Requirement
Look for "Doctor" in the records and copy every line that has it.

[Stored items]
//! The static section → roles table.

use crate::{Role, Section};

/// Static mapping from each [`Section`] to the roles permitted to enter it.
///
/// This is a zero-sized type used for namespacing; all functions are associated functions.
/// The table is total over `Section` and fixed at compile time.
pub struct RoutePolicy;

impl RoutePolicy {
    /// The allow-list for `section`.
    pub fn allowed_roles(section: Section) -> &'static [Role] {
        use Role::*;

        match section {
            Section::Dashboard => &[
                Doctor,
                Nurse,
                DepartmentHead,
                Admin,
                Cashier,
                Pharmacist,
                Technician,
                FrontDesk,
                SuperAdmin,
            ],
            Section::Patients => &[Doctor, Nurse, DepartmentHead, Admin, FrontDesk, SuperAdmin],
            Section::Appointments => &[Doctor, Nurse, DepartmentHead, Admin, FrontDesk, SuperAdmin],
            Section::MedicalRecords => &[Doctor, Nurse, DepartmentHead, SuperAdmin],
            Section::Consultation => &[Doctor, DepartmentHead, SuperAdmin],
            Section::Queue => &[Doctor, Nurse, DepartmentHead, FrontDesk, SuperAdmin],
            Section::Inpatients => &[Doctor, Nurse, DepartmentHead, SuperAdmin],
            Section::Wards => &[Nurse, DepartmentHead, Admin, SuperAdmin],
            Section::Beds => &[Nurse, DepartmentHead, Admin, SuperAdmin],
            Section::Departments => &[DepartmentHead, Admin, SuperAdmin],
            Section::Staff => &[DepartmentHead, Admin, SuperAdmin],
            Section::Schedules => &[Doctor, Nurse, DepartmentHead, Admin, SuperAdmin],
            Section::Pharmacy => &[Doctor, Pharmacist, SuperAdmin],
            Section::Laboratory => &[Doctor, Technician, SuperAdmin],
            Section::Billing => &[Cashier, FrontDesk, Admin, SuperAdmin],
            Section::Settings => &[Admin, SuperAdmin],
        }
    }

    /// Whether `role` may enter `section`. Deterministic and side-effect free.
    pub fn can_access(role: Role, section: Section) -> bool {
        Self::allowed_roles(section).contains(&role)
    }

    /// Every section `role` may enter, in menu order.
    pub fn sections_for(role: Role) -> Vec<Section> {
        Section::ALL
            .into_iter()
            .filter(|section| Self::can_access(role, *section))
            .collect()
    }
}

#[cfg(test)]
mod tests {
    use super::*;
    use crate::DEFAULT_SECTION;

    #[test]
    fn every_role_can_reach_the_default_section() {
        for role in Role::ALL {
            assert!(
                RoutePolicy::can_access(role, DEFAULT_SECTION),
                "{role} must be able to land on the redirect target"
            );
        }
    }

    #[test]
    fn allow_lists_have_no_duplicates() {
        for section in Section::ALL {
            let roles = RoutePolicy::allowed_roles(section);
            let mut sorted = roles.to_vec();
            sorted.sort_unstable();
            sorted.dedup();
            assert_eq!(sorted.len(), roles.len(), "duplicate role in {section}");
        }
    }

    #[test]
    fn can_access_matches_sections_for_over_whole_space() {
        for role in Role::ALL {
            let allowed = RoutePolicy::sections_for(role);
            for section in Section::ALL {
                assert_eq!(
                    RoutePolicy::can_access(role, section),
                    allowed.contains(&section),
                    "{role} / {section}"
                );
            }
        }
    }

    #[test]
    fn consultation_is_clinical_only() {
        assert!(RoutePolicy::can_access(Role::Doctor, Section::Consultation));
        assert!(RoutePolicy::can_access(Role::DepartmentHead, Section::Consultation));
        assert!(!RoutePolicy::can_access(Role::Cashier, Section::Consultation));
        assert!(!RoutePolicy::can_access(Role::FrontDesk, Section::Consultation));
        assert!(!RoutePolicy::can_access(Role::Pharmacist, Section::Consultation));
    }

    #[test]
    fn super_admin_reaches_everything() {
        assert_eq!(RoutePolicy::sections_for(Role::SuperAdmin), Section::ALL.to_vec());
    }

    #[test]
    fn cashier_sees_only_dashboard_and_billing() {
        assert_eq!(
            RoutePolicy::sections_for(Role::Cashier),
            vec![Section::Dashboard, Section::Billing]
        );
    }
}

Solved problem
                Doctor,
            Section::Patients => &[Doctor, Nurse, DepartmentHead, Admin, FrontDesk, SuperAdmin],
            Section::Appointments => &[Doctor, Nurse, DepartmentHead, Admin, FrontDesk, SuperAdmin],
            Section::MedicalRecords => &[Doctor, Nurse, DepartmentHead, SuperAdmin],
            Section::Consultation => &[Doctor, DepartmentHead, SuperAdmin],
            Section::Queue => &[Doctor, Nurse, DepartmentHead, FrontDesk, SuperAdmin],
            Section::Inpatients => &[Doctor, Nurse, DepartmentHead, SuperAdmin],
            Section::Schedules => &[Doctor, Nurse, DepartmentHead, Admin, SuperAdmin],
            Section::Pharmacy => &[Doctor, Pharmacist, SuperAdmin],
            Section::Laboratory => &[Doctor, Technician, SuperAdmin],
        assert!(RoutePolicy::can_access(Role::Doctor, Section::Consultation));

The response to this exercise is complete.